EXERCISE: For the listing below, report all lines that hold the word "integer".
┌────────
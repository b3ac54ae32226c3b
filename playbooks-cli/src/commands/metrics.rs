use anyhow::{bail, Result};
use clap::Subcommand;
use colored::Colorize;
use playbooks_core::{MetricId, MetricUpdate, NewMetric, Patch, PlaybookId};
use serde_json::json;

use super::CommandContext;

#[derive(Subcommand)]
pub enum MetricsCommand {
    #[command(about = "Append a metric to a playbook")]
    Add {
        #[arg(help = "Playbook id")]
        playbook_id: String,

        #[arg(long, help = "Metric title, unique within the playbook")]
        title: String,

        #[arg(
            short = 't',
            long = "type",
            default_value = "integer",
            help = "Metric type (duration, currency, integer)"
        )]
        metric_type: String,

        #[arg(short, long, default_value = "", help = "Metric description")]
        description: String,

        #[arg(
            long,
            help = "Target value (milliseconds for durations, minor units for currency)"
        )]
        target: Option<i64>,

        #[arg(long, help = "Client-chosen metric id; repeating an add with it is a no-op")]
        id: Option<String>,
    },

    #[command(about = "Update a metric's title, description or target")]
    Update {
        #[arg(help = "Metric id")]
        metric_id: String,

        #[arg(long)]
        title: Option<String>,

        #[arg(short, long)]
        description: Option<String>,

        #[arg(long, conflicts_with = "clear_target")]
        target: Option<i64>,

        #[arg(long, help = "Remove the metric's target")]
        clear_target: bool,
    },

    #[command(about = "Delete a metric")]
    Delete {
        #[arg(help = "Metric id")]
        metric_id: String,
    },
}

pub async fn handle_metrics_command(ctx: &CommandContext, cmd: MetricsCommand) -> Result<()> {
    match cmd {
        MetricsCommand::Add {
            playbook_id,
            title,
            metric_type,
            description,
            target,
            id,
        } => {
            let mut input = NewMetric::new(title, metric_type).with_description(description);
            input.target = target;
            input.id = id.map(MetricId::from);
            cmd_metrics_add(ctx, &playbook_id, &input).await
        }
        MetricsCommand::Update {
            metric_id,
            title,
            description,
            target,
            clear_target,
        } => {
            let update = metric_update(title, description, target, clear_target);
            cmd_metrics_update(ctx, &metric_id, &update).await
        }
        MetricsCommand::Delete { metric_id } => cmd_metrics_delete(ctx, &metric_id).await,
    }
}

fn metric_update(
    title: Option<String>,
    description: Option<String>,
    target: Option<i64>,
    clear_target: bool,
) -> MetricUpdate {
    MetricUpdate {
        title: title.into(),
        description: description.into(),
        target: if clear_target {
            Patch::Clear
        } else {
            target.into()
        },
    }
}

async fn cmd_metrics_add(ctx: &CommandContext, playbook_id: &str, input: &NewMetric) -> Result<()> {
    let metric_id = ctx
        .orchestrator
        .add_metric(&ctx.actor, &PlaybookId::from(playbook_id), input)
        .await?;

    if ctx.is_json() {
        let body = json!({ "playbookId": playbook_id, "metricId": metric_id });
        println!("{}", serde_json::to_string_pretty(&body)?);
        return Ok(());
    }

    println!(
        "{} {}",
        "✓".green().bold(),
        format!("Added metric '{}' to {}", input.title, playbook_id).green()
    );
    println!("  {} {}", "Metric ID:".dimmed(), metric_id.as_str().cyan());
    Ok(())
}

async fn cmd_metrics_update(ctx: &CommandContext, metric_id: &str, update: &MetricUpdate) -> Result<()> {
    if update.is_empty() {
        bail!("Nothing to update. Pass --title, --description, --target or --clear-target");
    }

    ctx.orchestrator
        .update_metric(&ctx.actor, &MetricId::from(metric_id), update)
        .await?;

    if ctx.is_json() {
        let body = json!({ "metricId": metric_id, "updated": true });
        println!("{}", serde_json::to_string_pretty(&body)?);
        return Ok(());
    }

    println!(
        "{} {}",
        "✓".green().bold(),
        format!("Updated metric {}", metric_id).green()
    );
    Ok(())
}

async fn cmd_metrics_delete(ctx: &CommandContext, metric_id: &str) -> Result<()> {
    ctx.orchestrator
        .delete_metric(&ctx.actor, &MetricId::from(metric_id))
        .await?;

    if ctx.is_json() {
        let body = json!({ "metricId": metric_id, "deleted": true });
        println!("{}", serde_json::to_string_pretty(&body)?);
        return Ok(());
    }

    println!(
        "{} {}",
        "✓".green().bold(),
        format!("Deleted metric {}", metric_id).green()
    );
    Ok(())
}

#[cfg(test)]
mod tests {
    use super::*;

    #[test]
    fn test_metric_update_flags() {
        let update = metric_update(Some("Renamed".to_string()), None, Some(10), false);
        assert_eq!(update.title, Patch::Set("Renamed".to_string()));
        assert!(update.description.is_keep());
        assert_eq!(update.target, Patch::Set(10));

        let cleared = metric_update(None, None, None, true);
        assert_eq!(cleared.target, Patch::Clear);
        assert!(metric_update(None, None, None, false).is_empty());
    }

    #[tokio::test]
    async fn test_add_and_delete_in_demo() {
        let ctx = CommandContext::build(None, "carol", &["manage".to_string()], "json", true)
            .await
            .unwrap();

        let input = NewMetric::new("Escalations", "integer").with_id("escalations");
        cmd_metrics_add(&ctx, "demo", &input).await.unwrap();
        // Repeating the same client id is accepted without a duplicate.
        cmd_metrics_add(&ctx, "demo", &input).await.unwrap();

        let playbook = ctx
            .orchestrator
            .get_playbook(&ctx.actor, &PlaybookId::from("demo"))
            .await
            .unwrap();
        assert_eq!(playbook.metrics.len(), 3);

        cmd_metrics_delete(&ctx, "escalations").await.unwrap();
        assert!(cmd_metrics_delete(&ctx, "escalations").await.is_err());
    }
}
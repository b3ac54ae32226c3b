use serde::Serialize;
use std::collections::HashSet;

use crate::error::{PlaybookError, PlaybookResult};
use crate::models::{Patch, Playbook, PlaybookField, PlaybookUpdate};

/// A field value as seen by the diff, independent of the field's Rust type.
#[derive(Debug, Clone, PartialEq, Eq, Serialize)]
#[serde(untagged)]
pub enum FieldValue {
    Text(String),
    OptionalText(Option<String>),
    Flag(bool),
    List(Vec<String>),
}

impl std::fmt::Display for FieldValue {
    fn fmt(&self, f: &mut std::fmt::Formatter<'_>) -> std::fmt::Result {
        match self {
            FieldValue::Text(s) => write!(f, "{:?}", s),
            FieldValue::OptionalText(Some(s)) => write!(f, "{:?}", s),
            FieldValue::OptionalText(None) => write!(f, "none"),
            FieldValue::Flag(b) => write!(f, "{}", b),
            FieldValue::List(items) => write!(f, "[{}]", items.join(", ")),
        }
    }
}

#[derive(Debug, Clone, PartialEq, Eq, Serialize)]
pub struct FieldChange {
    pub field: PlaybookField,
    pub old: FieldValue,
    pub new: FieldValue,
}

/// The effective changes of a [`PlaybookUpdate`] against a stored playbook.
#[derive(Debug, Clone, Default, PartialEq, Eq, Serialize)]
pub struct PlaybookDiff {
    changes: Vec<FieldChange>,
}

impl PlaybookDiff {
    pub fn is_empty(&self) -> bool {
        self.changes.is_empty()
    }

    pub fn len(&self) -> usize {
        self.changes.len()
    }

    pub fn changes(&self) -> &[FieldChange] {
        &self.changes
    }

    pub fn changed_fields(&self) -> Vec<PlaybookField> {
        self.changes.iter().map(|c| c.field).collect()
    }

    pub fn touches(&self, field: PlaybookField) -> bool {
        self.get(field).is_some()
    }

    pub fn get(&self, field: PlaybookField) -> Option<&FieldChange> {
        self.changes.iter().find(|c| c.field == field)
    }

    /// Writes exactly the diffed fields onto `playbook`.
    pub fn apply_to(&self, playbook: &mut Playbook) -> PlaybookResult<()> {
        for change in &self.changes {
            match (change.field, &change.new) {
                (PlaybookField::Title, FieldValue::Text(v)) => playbook.title = v.clone(),
                (PlaybookField::Description, FieldValue::Text(v)) => {
                    playbook.description = v.clone()
                }
                (PlaybookField::DefaultOwnerId, FieldValue::OptionalText(v)) => {
                    playbook.default_owner_id = v.clone()
                }
                (PlaybookField::DefaultOwnerEnabled, FieldValue::Flag(v)) => {
                    playbook.default_owner_enabled = *v
                }
                (PlaybookField::BroadcastEnabled, FieldValue::Flag(v)) => {
                    playbook.broadcast_enabled = *v
                }
                (PlaybookField::BroadcastChannelIds, FieldValue::List(v)) => {
                    playbook.broadcast_channel_ids = v.clone()
                }
                (PlaybookField::WebhookOnCreationEnabled, FieldValue::Flag(v)) => {
                    playbook.webhook_on_creation_enabled = *v
                }
                (PlaybookField::WebhookOnCreationUrls, FieldValue::List(v)) => {
                    playbook.webhook_on_creation_urls = v.clone()
                }
                (field, value) => {
                    return Err(PlaybookError::Internal(format!(
                        "diff value {:?} does not fit field '{}'",
                        value, field
                    )))
                }
            }
        }
        Ok(())
    }

    fn push(&mut self, field: PlaybookField, old: FieldValue, new: FieldValue) {
        if old != new {
            self.changes.push(FieldChange { field, old, new });
        }
    }
}

/// Compares `update` with `current` and keeps only the fields that would
/// actually change. Fields left as [`Patch::Keep`] never appear.
pub fn diff_playbook(current: &Playbook, update: &PlaybookUpdate) -> PlaybookDiff {
    let mut diff = PlaybookDiff::default();

    if !update.title.is_keep() {
        diff.push(
            PlaybookField::Title,
            FieldValue::Text(current.title.clone()),
            FieldValue::Text(update.title.proposed(&current.title)),
        );
    }

    if !update.description.is_keep() {
        diff.push(
            PlaybookField::Description,
            FieldValue::Text(current.description.clone()),
            FieldValue::Text(update.description.proposed(&current.description)),
        );
    }

    if !update.default_owner_id.is_keep() {
        diff.push(
            PlaybookField::DefaultOwnerId,
            FieldValue::OptionalText(current.default_owner_id.clone()),
            FieldValue::OptionalText(proposed_owner(
                &update.default_owner_id,
                &current.default_owner_id,
            )),
        );
    }

    if !update.default_owner_enabled.is_keep() {
        diff.push(
            PlaybookField::DefaultOwnerEnabled,
            FieldValue::Flag(current.default_owner_enabled),
            FieldValue::Flag(
                update
                    .default_owner_enabled
                    .proposed(&current.default_owner_enabled),
            ),
        );
    }

    if !update.broadcast_enabled.is_keep() {
        diff.push(
            PlaybookField::BroadcastEnabled,
            FieldValue::Flag(current.broadcast_enabled),
            FieldValue::Flag(update.broadcast_enabled.proposed(&current.broadcast_enabled)),
        );
    }

    if !update.broadcast_channel_ids.is_keep() {
        let proposed = update
            .broadcast_channel_ids
            .proposed(&current.broadcast_channel_ids);
        // Membership, not order, decides whether the channel list changed.
        if !same_members(&current.broadcast_channel_ids, &proposed) {
            diff.push(
                PlaybookField::BroadcastChannelIds,
                FieldValue::List(current.broadcast_channel_ids.clone()),
                FieldValue::List(proposed),
            );
        }
    }

    if !update.webhook_on_creation_enabled.is_keep() {
        diff.push(
            PlaybookField::WebhookOnCreationEnabled,
            FieldValue::Flag(current.webhook_on_creation_enabled),
            FieldValue::Flag(
                update
                    .webhook_on_creation_enabled
                    .proposed(&current.webhook_on_creation_enabled),
            ),
        );
    }

    if !update.webhook_on_creation_urls.is_keep() {
        diff.push(
            PlaybookField::WebhookOnCreationUrls,
            FieldValue::List(current.webhook_on_creation_urls.clone()),
            FieldValue::List(
                update
                    .webhook_on_creation_urls
                    .proposed(&current.webhook_on_creation_urls),
            ),
        );
    }

    diff
}

/// An empty owner id means "no owner".
fn proposed_owner(patch: &Patch<String>, current: &Option<String>) -> Option<String> {
    patch
        .proposed_option(current)
        .filter(|owner| !owner.trim().is_empty())
}

fn same_members(a: &[String], b: &[String]) -> bool {
    let a: HashSet<&String> = a.iter().collect();
    let b: HashSet<&String> = b.iter().collect();
    a == b
}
└────────
RESULT FOR THIS TASK:
            default_value = "integer",
            help = "Metric type (duration, currency, integer)"
        let input = NewMetric::new("Escalations", "integer").with_id("escalations");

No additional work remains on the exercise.